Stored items
══════

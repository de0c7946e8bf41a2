//! Distributed (TCP) mailbox scenario tests on the loopback interface

mod common;

use common::{TestMessage, test_fabric};
use postbus::{
    DistributedMailbox, DistributedMailboxConfig, LocationType, MailboxAddress, Message,
};
use std::net::{Ipv4Addr, SocketAddrV4};
use std::time::Duration;

fn endpoint(port: u16) -> SocketAddrV4 {
    SocketAddrV4::new(Ipv4Addr::LOCALHOST, port)
}

#[tokio::test]
async fn tcp_round_trip_with_priority_tail() {
    let server_fabric = test_fabric("ne-server");
    let sender_fabric = test_fabric("ne-sender");

    let server = DistributedMailbox::create(
        &server_fabric,
        "R",
        endpoint(19310),
        DistributedMailboxConfig::default(),
    );
    server.activate().await.unwrap();

    // The sender fabric has no such mailbox; find synthesizes a proxy
    let address = MailboxAddress::distributed("R", endpoint(19310));
    let handle = sender_fabric.find(&address).await.unwrap();
    assert!(handle.is_proxy());

    handle
        .post(Box::new(TestMessage::with_priority("over tcp", 3)))
        .await
        .unwrap();
    assert_eq!(handle.sent_count(), 1);

    let received = server
        .get_message(Some(Duration::from_secs(2)))
        .await
        .expect("message crossed the stream");
    let received = received.as_any().downcast_ref::<TestMessage>().unwrap();
    assert_eq!(received.payload, "over tcp");
    assert_eq!(received.priority(), 3);
    // The receive path stamped the peer endpoint
    assert_eq!(
        received.source_address().location_type,
        LocationType::Distributed
    );

    drop(handle);
    server.deactivate().await.unwrap();
    sender_fabric.shutdown().await;
    server_fabric.shutdown().await;
}

#[tokio::test]
async fn same_process_senders_use_the_local_equivalent() {
    let fabric = test_fabric("ne-alias");

    let server = DistributedMailbox::create(
        &fabric,
        "aliased",
        endpoint(19311),
        DistributedMailboxConfig::default(),
    );
    server.activate().await.unwrap();

    // find(LOCAL, name) resolves to the server mailbox itself, bypassing
    // serialization entirely
    let handle = fabric
        .find(&MailboxAddress::local("aliased"))
        .await
        .unwrap();
    assert!(!handle.is_proxy());
    handle
        .post(Box::new(TestMessage::new("no serialization")))
        .await
        .unwrap();

    let received = server
        .get_message(Some(Duration::from_secs(1)))
        .await
        .expect("direct enqueue");
    let received = received.as_any().downcast_ref::<TestMessage>().unwrap();
    assert_eq!(received.payload, "no serialization");

    drop(handle);
    server.deactivate().await.unwrap();
    fabric.shutdown().await;
}

#[tokio::test]
async fn failover_by_dropping_and_refinding_the_handle() {
    let server_fabric = test_fabric("ne-failover-server");
    let sender_fabric = test_fabric("ne-failover-sender");
    let address = MailboxAddress::distributed("R2", endpoint(19312));

    let first_server = DistributedMailbox::create(
        &server_fabric,
        "R2",
        endpoint(19312),
        DistributedMailboxConfig::default(),
    );
    first_server.activate().await.unwrap();

    let handle = sender_fabric.find(&address).await.unwrap();
    handle.post(Box::new(TestMessage::new("m1"))).await.unwrap();
    let m1 = first_server
        .get_message(Some(Duration::from_secs(2)))
        .await
        .expect("first message");
    assert_eq!(
        m1.as_any().downcast_ref::<TestMessage>().unwrap().payload,
        "m1"
    );

    // Kill and restart the receiver on the same endpoint
    first_server.deactivate().await.unwrap();
    tokio::time::sleep(Duration::from_millis(100)).await;
    let second_server = DistributedMailbox::create(
        &server_fabric,
        "R2",
        endpoint(19312),
        DistributedMailboxConfig::default(),
    );
    second_server.activate().await.unwrap();

    // The old stream may absorb one send into dead buffers; the caller's
    // contract is to drop the handle and re-find on any error
    let _ = handle.post(Box::new(TestMessage::new("stale"))).await;
    drop(handle);
    // Let the deferred proxy deactivation clear the registry entry
    tokio::time::sleep(Duration::from_millis(100)).await;

    let fresh = sender_fabric.find(&address).await.unwrap();
    fresh.post(Box::new(TestMessage::new("m2"))).await.unwrap();

    let mut seen_m2 = false;
    for _ in 0..3 {
        match second_server.get_message(Some(Duration::from_secs(2))).await {
            Some(message) => {
                let payload = &message.as_any().downcast_ref::<TestMessage>().unwrap().payload;
                if payload == "m2" {
                    seen_m2 = true;
                    break;
                }
            }
            None => break,
        }
    }
    assert!(seen_m2, "m2 must arrive on the restarted receiver");

    drop(fresh);
    second_server.deactivate().await.unwrap();
    sender_fabric.shutdown().await;
    server_fabric.shutdown().await;
}

#[tokio::test]
async fn repeated_find_reuses_the_registered_proxy() {
    let server_fabric = test_fabric("ne-reuse-server");
    let sender_fabric = test_fabric("ne-reuse-sender");
    let address = MailboxAddress::distributed("R3", endpoint(19313));

    let server = DistributedMailbox::create(
        &server_fabric,
        "R3",
        endpoint(19313),
        DistributedMailboxConfig::default(),
    );
    server.activate().await.unwrap();

    let first = sender_fabric.find(&address).await.unwrap();
    let second = sender_fabric.find(&address).await.unwrap();

    first.post(Box::new(TestMessage::new("a"))).await.unwrap();
    second.post(Box::new(TestMessage::new("b"))).await.unwrap();
    // Both handles drive the same proxy mailbox
    assert_eq!(first.sent_count(), 2);
    assert_eq!(second.sent_count(), 2);

    let mut payloads = Vec::new();
    for _ in 0..2 {
        let message = server
            .get_message(Some(Duration::from_secs(2)))
            .await
            .expect("delivery");
        payloads.push(
            message
                .as_any()
                .downcast_ref::<TestMessage>()
                .unwrap()
                .payload
                .clone(),
        );
    }
    payloads.sort();
    assert_eq!(payloads, ["a", "b"]);

    drop(first);
    drop(second);
    server.deactivate().await.unwrap();
    sender_fabric.shutdown().await;
    server_fabric.shutdown().await;
}

#[tokio::test]
async fn connect_to_a_dead_endpoint_fails_the_find() {
    let fabric = test_fabric("ne-dead");
    let address = MailboxAddress::distributed("ghost", endpoint(19315));
    let result = fabric.find(&address).await;
    assert!(result.is_err());
    fabric.shutdown().await;
}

══════

What you should do ::
Write out all of the records word for word.

Exercise result ::
repository de0c7946e8bf41a2
//! Distributed (TCP) mailbox scenario tests on the loopback interface

mod common;

use common::{TestMessage, test_fabric};
use postbus::{
    DistributedMailbox, DistributedMailboxConfig, LocationType, MailboxAddress, Message,
};
use std::net::{Ipv4Addr, SocketAddrV4};
use std::time::Duration;

fn endpoint(port: u16) -> SocketAddrV4 {
    SocketAddrV4::new(Ipv4Addr::LOCALHOST, port)
}

#[tokio::test]
async fn tcp_round_trip_with_priority_tail() {
    let server_fabric = test_fabric("ne-server");
    let sender_fabric = test_fabric("ne-sender");

    let server = DistributedMailbox::create(
        &server_fabric,
        "R",
        endpoint(19310),
        DistributedMailboxConfig::default(),
    );
    server.activate().await.unwrap();

    // The sender fabric has no such mailbox; find synthesizes a proxy
    let address = MailboxAddress::distributed("R", endpoint(19310));
    let handle = sender_fabric.find(&address).await.unwrap();
    assert!(handle.is_proxy());

    handle
        .post(Box::new(TestMessage::with_priority("over tcp", 3)))
        .await
        .unwrap();
    assert_eq!(handle.sent_count(), 1);

    let received = server
        .get_message(Some(Duration::from_secs(2)))
        .await
        .expect("message crossed the stream");
    let received = received.as_any().downcast_ref::<TestMessage>().unwrap();
    assert_eq!(received.payload, "over tcp");
    assert_eq!(received.priority(), 3);
    // The receive path stamped the peer endpoint
    assert_eq!(
        received.source_address().location_type,
        LocationType::Distributed
    );

    drop(handle);
    server.deactivate().await.unwrap();
    sender_fabric.shutdown().await;
    server_fabric.shutdown().await;
}

#[tokio::test]
async fn same_process_senders_use_the_local_equivalent() {
    let fabric = test_fabric("ne-alias");

    let server = DistributedMailbox::create(
        &fabric,
        "aliased",
        endpoint(19311),
        DistributedMailboxConfig::default(),
    );
    server.activate().await.unwrap();

    // find(LOCAL, name) resolves to the server mailbox itself, bypassing
    // serialization entirely
    let handle = fabric
        .find(&MailboxAddress::local("aliased"))
        .await
        .unwrap();
    assert!(!handle.is_proxy());
    handle
        .post(Box::new(TestMessage::new("no serialization")))
        .await
        .unwrap();

    let received = server
        .get_message(Some(Duration::from_secs(1)))
        .await
        .expect("direct enqueue");
    let received = received.as_any().downcast_ref::<TestMessage>().unwrap();
    assert_eq!(received.payload, "no serialization");

    drop(handle);
    server.deactivate().await.unwrap();
    fabric.shutdown().await;
}

#[tokio::test]
async fn failover_by_dropping_and_refinding_the_handle() {
    let server_fabric = test_fabric("ne-failover-server");
    let sender_fabric = test_fabric("ne-failover-sender");
    let address = MailboxAddress::distributed("R2", endpoint(19312));

    let first_server = DistributedMailbox::create(
        &server_fabric,
        "R2",
        endpoint(19312),
        DistributedMailboxConfig::default(),
    );
    first_server.activate().await.unwrap();

    let handle = sender_fabric.find(&address).await.unwrap();
    handle.post(Box::new(TestMessage::new("m1"))).await.unwrap();
    let m1 = first_server
        .get_message(Some(Duration::from_secs(2)))
        .await
        .expect("first message");
    assert_eq!(
        m1.as_any().downcast_ref::<TestMessage>().unwrap().payload,
        "m1"
    );

    // Kill and restart the receiver on the same endpoint
    first_server.deactivate().await.unwrap();
    tokio::time::sleep(Duration::from_millis(100)).await;
    let second_server = DistributedMailbox::create(
        &server_fabric,
        "R2",
        endpoint(19312),
        DistributedMailboxConfig::default(),
    );
    second_server.activate().await.unwrap();

    // The old stream may absorb one send into dead buffers; the caller's
    // contract is to drop the handle and re-find on any error
    let _ = handle.post(Box::new(TestMessage::new("stale"))).await;
    drop(handle);
    // Let the deferred proxy deactivation clear the registry entry
    tokio::time::sleep(Duration::from_millis(100)).await;

    let fresh = sender_fabric.find(&address).await.unwrap();
    fresh.post(Box::new(TestMessage::new("m2"))).await.unwrap();

    let mut seen_m2 = false;
    for _ in 0..3 {
        match second_server.get_message(Some(Duration::from_secs(2))).await {
            Some(message) => {
                let payload = &message.as_any().downcast_ref::<TestMessage>().unwrap().payload;
                if payload == "m2" {
                    seen_m2 = true;
                    break;
                }
            }
            None => break,
        }
    }
    assert!(seen_m2, "m2 must arrive on the restarted receiver");

    drop(fresh);
    second_server.deactivate().await.unwrap();
    sender_fabric.shutdown().await;
    server_fabric.shutdown().await;
}

#[tokio::test]
async fn repeated_find_reuses_the_registered_proxy() {
    let server_fabric = test_fabric("ne-reuse-server");
    let sender_fabric = test_fabric("ne-reuse-sender");
    let address = MailboxAddress::distributed("R3", endpoint(19313));

    let server = DistributedMailbox::create(
        &server_fabric,
        "R3",
        endpoint(19313),
        DistributedMailboxConfig::default(),
    );
    server.activate().await.unwrap();

    let first = sender_fabric.find(&address).await.unwrap();
    let second = sender_fabric.find(&address).await.unwrap();

    first.post(Box::new(TestMessage::new("a"))).await.unwrap();
    second.post(Box::new(TestMessage::new("b"))).await.unwrap();
    // Both handles drive the same proxy mailbox
    assert_eq!(first.sent_count(), 2);
    assert_eq!(second.sent_count(), 2);

    let mut payloads = Vec::new();
    for _ in 0..2 {
        let message = server
            .get_message(Some(Duration::from_secs(2)))
            .await
            .expect("delivery");
        payloads.push(
            message
                .as_any()
                .downcast_ref::<TestMessage>()
                .unwrap()
                .payload
                .clone(),
        );
    }
    payloads.sort();
    assert_eq!(payloads, ["a", "b"]);

    drop(first);
    drop(second);
    server.deactivate().await.unwrap();
    sender_fabric.shutdown().await;
    server_fabric.shutdown().await;
}

#[tokio::test]
async fn connect_to_a_dead_endpoint_fails_the_find() {
    let fabric = test_fabric("ne-dead");
    let address = MailboxAddress::distributed("ghost", endpoint(19315));
    let result = fabric.find(&address).await;
    assert!(result.is_err());
    fabric.shutdown().await;
}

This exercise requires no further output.